Au Palais de la musique et des congrès, puis à la Salle Pleyel, l’Orchestre philharmonique de Strasbourg proposera une version très attendue des Gurrelieder de Schönberg. Avec ces deux concerts, Marc Albrecht achève en apothéose son mandat de directeur musical.

Monument de la musique du XXe siècle, les Gurrelieder sont rarement donnés en raison de l’effectif orchestral imposant que l’œuvre requiert : huit flûtes, cinq hautbois, sept clarinettes, cinq bassons, dix cors, quatre harpes etc. Presque deux phalanges de belle taille en somme, auxquelles il faut ajouter des chœurs en nombre. De quoi faire exploser bien des budgets ! À Strasbourg, on en avait néanmoins entendu une belle version au cours de l’édition 2006 du festival Musica avec le SWR Sinfonieorchester Baden-Baden / Freiburg placé sous l’experte baguette de Michael Gielen.

Plonger dans ces « flots sonores » Pour Marc Albrecht, directeur musical de l’OPS en partance pour d’autres cieux (voir encadré), il était important de « parachever le travail mené avec les musiciens de l’Orchestre autour de la Deuxième École de Vienne, un répertoire que nous avons largement exploré, notamment avec notre Cycle Berg.
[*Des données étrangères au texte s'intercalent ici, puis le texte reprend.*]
// Engine facade
//
// Wires the throttle governor, lock coordinator, build executor, progress
// tracker, safe-operation wrapper, and lifecycle orchestrator into one
// entry point. Callers never touch the components directly; every mutation
// flows through here so the safeguard accounting stays in one place.

use std::sync::Arc;
use std::time::Duration;

use tokio::task::JoinHandle;
use tracing::{debug, info, warn};

use crate::audit::{AuditEvent, AuditSink, TracingAuditSink};
use crate::config::EngineConfig;
use crate::database::{Database, catalog};
use crate::error::{CreationFailure, CuratorError, Result};
use crate::executor::{BuildExecutor, CreationReport, MutationRequest};
use crate::lifecycle::{
    LifecycleOrchestrator, LifecycleStatus, MaintenanceReport, ReindexedIndex, RemovedIndex,
};
use crate::locks::{ActiveLockInfo, LockCoordinator, LockKind};
use crate::metrics::{MetricsSnapshot, SafeguardMetrics};
use crate::progress::{ActiveBuildInfo, BuildProgress, BuildTracker};
use crate::resilience::{ActiveOperation, IntegrityRemediation, IntegrityReport, SafeOperations};
use crate::throttle::{ThrottleGovernor, ThrottleStatus};
use crate::utils::sql::split_qualified;

/// Per-request switches for index creation.
#[derive(Debug, Clone)]
pub struct CreationOptions {
    /// When false the CPU/pacing gate is skipped (operator override). The
    /// pacing stamp still updates on success.
    pub respect_cpu_throttle: bool,

    /// Override the configured statement_timeout for this one build
    pub statement_timeout: Option<Duration>,
}

impl Default for CreationOptions {
    fn default() -> Self {
        Self {
            respect_cpu_throttle: true,
            statement_timeout: None,
        }
    }
}

/// The index mutation and lifecycle engine.
pub struct CuratorEngine {
    config: EngineConfig,
    db: Arc<Database>,
    metrics: Arc<SafeguardMetrics>,
    throttle: Arc<ThrottleGovernor>,
    locks: Arc<LockCoordinator>,
    tracker: Arc<BuildTracker>,
    safe_ops: Arc<SafeOperations>,
    executor: Arc<BuildExecutor>,
    lifecycle: LifecycleOrchestrator,
    audit: Option<Arc<dyn AuditSink>>,
}

impl CuratorEngine {
    /// Connect with the default audit sink (JSON lines via tracing).
    pub async fn connect(config: EngineConfig) -> Result<Self> {
        Self::connect_with(config, Some(Arc::new(TracingAuditSink))).await
    }

    /// Connect with a caller-supplied audit sink, or none at all.
    pub async fn connect_with(
        config: EngineConfig,
        audit: Option<Arc<dyn AuditSink>>,
    ) -> Result<Self> {
        let db = Arc::new(Database::connect(&config.database).await?);
        let metrics = Arc::new(SafeguardMetrics::new());
        let throttle = Arc::new(ThrottleGovernor::new(&config.throttle, Arc::clone(&metrics)));
        let locks = Arc::new(LockCoordinator::new(&config.locks, Arc::clone(&metrics)));
        let tracker = Arc::new(BuildTracker::new(Arc::clone(&db), &config.builds));
        let safe_ops = Arc::new(SafeOperations::new(
            Arc::clone(&db),
            Arc::clone(&tracker),
            Arc::clone(&metrics),
            audit.clone(),
            &config.operations,
            &config.integrity,
        ));
        let executor = Arc::new(BuildExecutor::new(
            Arc::clone(&db),
            Arc::clone(&throttle),
            Arc::clone(&tracker),
            config.builds.statement_timeout(),
        ));
        let lifecycle = LifecycleOrchestrator::new(
            Arc::clone(&db),
            Arc::clone(&safe_ops),
            Arc::clone(&locks),
            Arc::clone(&throttle),
            audit.clone(),
            config.lifecycle.clone(),
            &config.throttle,
        );

        throttle.log_startup();
        Ok(Self {
            config,
            db,
            metrics,
            throttle,
            locks,
            tracker,
            safe_ops,
            executor,
            lifecycle,
            audit,
        })
    }

    /// Create an index without blocking writers.
    ///
    /// Every request passes the full safeguard chain: identifier validation,
    /// the in-process resource lock, the CPU/pacing gate, then a safe scope
    /// that re-checks the table before the build runs.
    pub async fn request_index_creation(
        &self,
        request: MutationRequest,
        options: &CreationOptions,
    ) -> Result<CreationReport> {
        self.metrics.record_creation_attempt();
        let outcome = self.create_index_inner(&request, options).await;

        match &outcome {
            Ok(report) => {
                self.metrics.record_creation_success();
                if report.created {
                    self.emit(AuditEvent::IndexCreated {
                        index_name: report.index_name.clone(),
                        table_name: report.table_name.clone(),
                        elapsed_seconds: report.elapsed_seconds,
                    })
                    .await;
                }
            }
            Err(CuratorError::Throttled { .. }) => self.metrics.record_creation_throttled(),
            Err(CuratorError::ResourceBusy { .. }) => self.metrics.record_creation_blocked(),
            Err(e) => {
                self.metrics.record_creation_failure();
                if let CuratorError::IndexCreation {
                    cause: CreationFailure::LockUnavailable,
                    ..
                } = e
                {
                    // Another engine's advisory lock is a block, not a defect
                    self.metrics.record_creation_blocked();
                }
                self.emit(AuditEvent::IndexCreationFailed {
                    index_name: request.index_name.clone(),
                    table_name: request.table.clone(),
                    cause: e.to_string(),
                })
                .await;
            }
        }

        outcome
    }

    async fn create_index_inner(
        &self,
        request: &MutationRequest,
        options: &CreationOptions,
    ) -> Result<CreationReport> {
        request.validate()?;
        let (schema, table) = split_qualified(&request.table);
        let qualified_table = format!("{}.{}", schema, table);

        let _guard = self
            .locks
            .acquire(LockKind::IndexCreation, &qualified_table, None)?;

        if options.respect_cpu_throttle {
            let decision = self.throttle.should_throttle();
            if let Some(reason) = &decision.reason {
                warn!(
                    "⏳ Declining index '{}': {} (retry in {}s)",
                    request.index_name,
                    reason,
                    decision.wait_seconds()
                );
                return Err(CuratorError::Throttled {
                    reason: reason.to_string(),
                    wait_seconds: decision.wait_seconds(),
                });
            }
        } else {
            debug!(
                "CPU throttle override for index '{}' (operator request)",
                request.index_name
            );
        }

        let executor = Arc::clone(&self.executor);
        let scoped_request = request.clone();
        let timeout = options.statement_timeout;
        let scoped_schema = schema.clone();
        let scoped_table = table.clone();

        let report = self
            .safe_ops
            .run("index-creation", &qualified_table, move |tx| {
                Box::pin(async move {
                    if !catalog::table_exists(&mut **tx, &scoped_schema, &scoped_table).await? {
                        return Err(CuratorError::IndexCreation {
                            index_name: scoped_request.index_name.clone(),
                            cause: CreationFailure::InvalidDefinition,
                            detail: format!(
                                "table '{}.{}' does not exist",
                                scoped_schema, scoped_table
                            ),
                        });
                    }
                    executor.build_index(&scoped_request, timeout).await
                })
            })
            .await?;

        if report.created {
            self.lifecycle.note_table_indexed(&schema, &table);
        }
        Ok(report)
    }

    /// Drop unused indexes outside the weekly cadence. Guarded against
    /// overlapping cleanup invocations, including the scheduler's.
    pub async fn request_index_cleanup(
        &self,
        min_scans: i64,
        days_unused: i64,
        dry_run: bool,
    ) -> Result<Vec<RemovedIndex>> {
        let _guard = self
            .locks
            .acquire(LockKind::IndexRemoval, "index-cleanup", None)?;
        self.lifecycle
            .cleanup_unused_indexes(min_scans, days_unused, dry_run)
            .await
    }

    /// Rebuild bloated indexes outside the weekly cadence.
    pub async fn request_reindex(
        &self,
        bloat_threshold_percent: f64,
        min_size_mb: i64,
        dry_run: bool,
    ) -> Result<Vec<ReindexedIndex>> {
        let _guard = self.locks.acquire(LockKind::Reindex, "reindex", None)?;
        self.lifecycle
            .reindex_bloated(bloat_threshold_percent, min_size_mb, dry_run)
            .await
    }

    /// Run every due maintenance cadence now; `force` ignores the schedule.
    pub async fn run_maintenance_pass(&self, force: bool) -> Result<MaintenanceReport> {
        self.lifecycle.run_maintenance_pass(force).await
    }

    /// Sweep for invalid indexes, orphaned entries, stale advisory locks and
    /// stuck operations. `remediate` overrides the configured default.
    pub async fn check_integrity(
        &self,
        remediate: bool,
    ) -> Result<(IntegrityReport, Option<IntegrityRemediation>)> {
        let _guard = self
            .locks
            .acquire(LockKind::Integrity, "integrity-sweep", None)?;
        let report = self.safe_ops.check_database_integrity().await?;
        let remediation = if remediate && !report.is_clean() {
            Some(self.safe_ops.remediate(&report).await?)
        } else {
            None
        };
        Ok((report, remediation))
    }

    /// Kill switch. Disabling fails every new mutating operation fast;
    /// reads and status calls keep working.
    pub async fn set_enabled(&self, enabled: bool) {
        self.safe_ops.set_enabled(enabled);
        self.emit(AuditEvent::EngineToggled { enabled }).await;
    }

    pub fn is_enabled(&self) -> bool {
        self.safe_ops.is_enabled()
    }

    pub fn config(&self) -> &EngineConfig {
        &self.config
    }

    pub fn database(&self) -> &Arc<Database> {
        &self.db
    }

    pub fn active_locks(&self) -> Vec<ActiveLockInfo> {
        self.locks.active_locks()
    }

    pub fn active_builds(&self) -> Vec<ActiveBuildInfo> {
        self.tracker.active_builds()
    }

    pub async fn build_progress(&self, index_name: &str) -> Result<BuildProgress> {
        self.tracker.get_progress(index_name).await
    }

    pub fn active_operations(&self) -> Vec<ActiveOperation> {
        self.safe_ops.active_operations()
    }

    pub fn throttle_status(&self) -> ThrottleStatus {
        self.throttle.status()
    }

    pub fn lifecycle_status(&self) -> LifecycleStatus {
        self.lifecycle.status()
    }

    pub fn metrics_snapshot(&self) -> MetricsSnapshot {
        self.metrics.snapshot()
    }

    pub fn reset_metrics(&self) {
        self.metrics.reset();
    }

    /// Close the underlying pool. Background tasks must be shut down first.
    pub async fn close(&self) {
        self.db.close().await;
    }

    async fn emit(&self, event: AuditEvent) {
        if let Some(sink) = &self.audit {
            sink.record(event).await;
        }
    }

    /// Spawn the engine's background loops: CPU sampling, stale lock sweeps,
    /// build supervision, integrity sweeps, and the maintenance scheduler.
    pub fn start_background_tasks(self: Arc<Self>) -> BackgroundTasks {
        let mut handles: Vec<(&'static str, JoinHandle<()>)> = Vec::new();

        let engine = Arc::clone(&self);
        handles.push((
            "cpu-sampler",
            tokio::spawn(async move {
                let mut ticker = tokio::time::interval(engine.throttle.sample_interval());
                loop {
                    ticker.tick().await;
                    engine.throttle.sample_now();
                }
            }),
        ));

        let engine = Arc::clone(&self);
        let sweep_interval = Duration::from_secs(engine.config.locks.sweep_interval_seconds);
        handles.push((
            "lock-sweep",
            tokio::spawn(async move {
                let mut ticker = tokio::time::interval(sweep_interval);
                ticker.tick().await;
                loop {
                    ticker.tick().await;
                    let reclaimed = engine.locks.sweep_stale();
                    if !reclaimed.is_empty() {
                        debug!("Lock sweep reclaimed {} stale locks", reclaimed.len());
                    }
                }
            }),
        ));

        let engine = Arc::clone(&self);
        let poll_interval = Duration::from_secs(engine.config.builds.poll_interval_seconds);
        handles.push((
            "build-supervisor",
            tokio::spawn(async move {
                let mut ticker = tokio::time::interval(poll_interval);
                ticker.tick().await;
                loop {
                    ticker.tick().await;
                    engine.tracker.poll_all().await;
                }
            }),
        ));

        let engine = Arc::clone(&self);
        let integrity_interval =
            Duration::from_secs(engine.config.integrity.sweep_interval_seconds);
        handles.push((
            "integrity-sweep",
            tokio::spawn(async move {
                let mut ticker = tokio::time::interval(integrity_interval);
                ticker.tick().await;
                loop {
                    ticker.tick().await;
                    if let Err(e) = engine.safe_ops.run_integrity_sweep().await {
                        warn!("Integrity sweep failed: {}", e);
                    }
                }
            }),
        ));

        if self.config.lifecycle.enabled {
            let engine = Arc::clone(&self);
            let check_interval =
                Duration::from_secs(engine.config.lifecycle.check_interval_seconds);
            handles.push((
                "lifecycle-scheduler",
                tokio::spawn(async move {
                    let mut ticker = tokio::time::interval(check_interval);
                    ticker.tick().await;
                    loop {
                        ticker.tick().await;
                        match engine.lifecycle.run_maintenance_pass(false).await {
                            Ok(_) => {}
                            Err(CuratorError::ResourceBusy { .. }) => {
                                debug!("Maintenance pass already running; scheduler skipping");
                            }
                            Err(e) => warn!("Scheduled maintenance pass failed: {}", e),
                        }
                    }
                }),
            ));
        }

        info!("🚀 Engine background tasks started ({})", handles.len());
        BackgroundTasks { handles }
    }
}

/// Handles for the engine's spawned loops.
pub struct BackgroundTasks {
    handles: Vec<(&'static str, JoinHandle<()>)>,
}

impl BackgroundTasks {
    pub fn task_count(&self) -> usize {
        self.handles.len()
    }

    /// Stop every background loop. Aborting is safe: each loop only ever
    /// awaits between whole units of work or inside catalog reads.
    pub fn shutdown(self) {
        for (name, handle) in self.handles {
            handle.abort();
            debug!("Stopped background task: {}", name);
        }
        info!("Engine background tasks stopped");
    }
}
Ce sont des œuvres qui me tiennent à cœur et je souhaite que les spectateurs s’en souviennent » explique-t-il. Fasciné par une œuvre qui relève « plus du genre “opéra” que du cycle de lieder », le chef allemand nous plongera dans une partition dont Webern résuma parfaitement l’essence en affirmant : « La sensation de ces flots sonores m’exalte à mourir. » Immense vaisseau symphonique et vocal, les Gurrelieder nécessitèrent une longue gestation : Schönberg commença en effet à y travailler en 1900, mais s’arrêta sept années pour reprendre le fil de l’écriture, la création intervenant en 1913. Symboliquement, ils pourraient être considérés comme le point de passage du XIXe au XXe siècle. Si les puissantes influences du post-romantisme sont perceptibles au début de l’œuvre, ces accents “wagnero-mahlériens” se font progressivement oublier. Les portes de l’innovation sonore s’ouvrent alors toutes grandes. Marc Albrecht le résume de façon limpide, affirmant qu’au « sein de la même œuvre, on peut percevoir le passé et l’avenir de la musique ».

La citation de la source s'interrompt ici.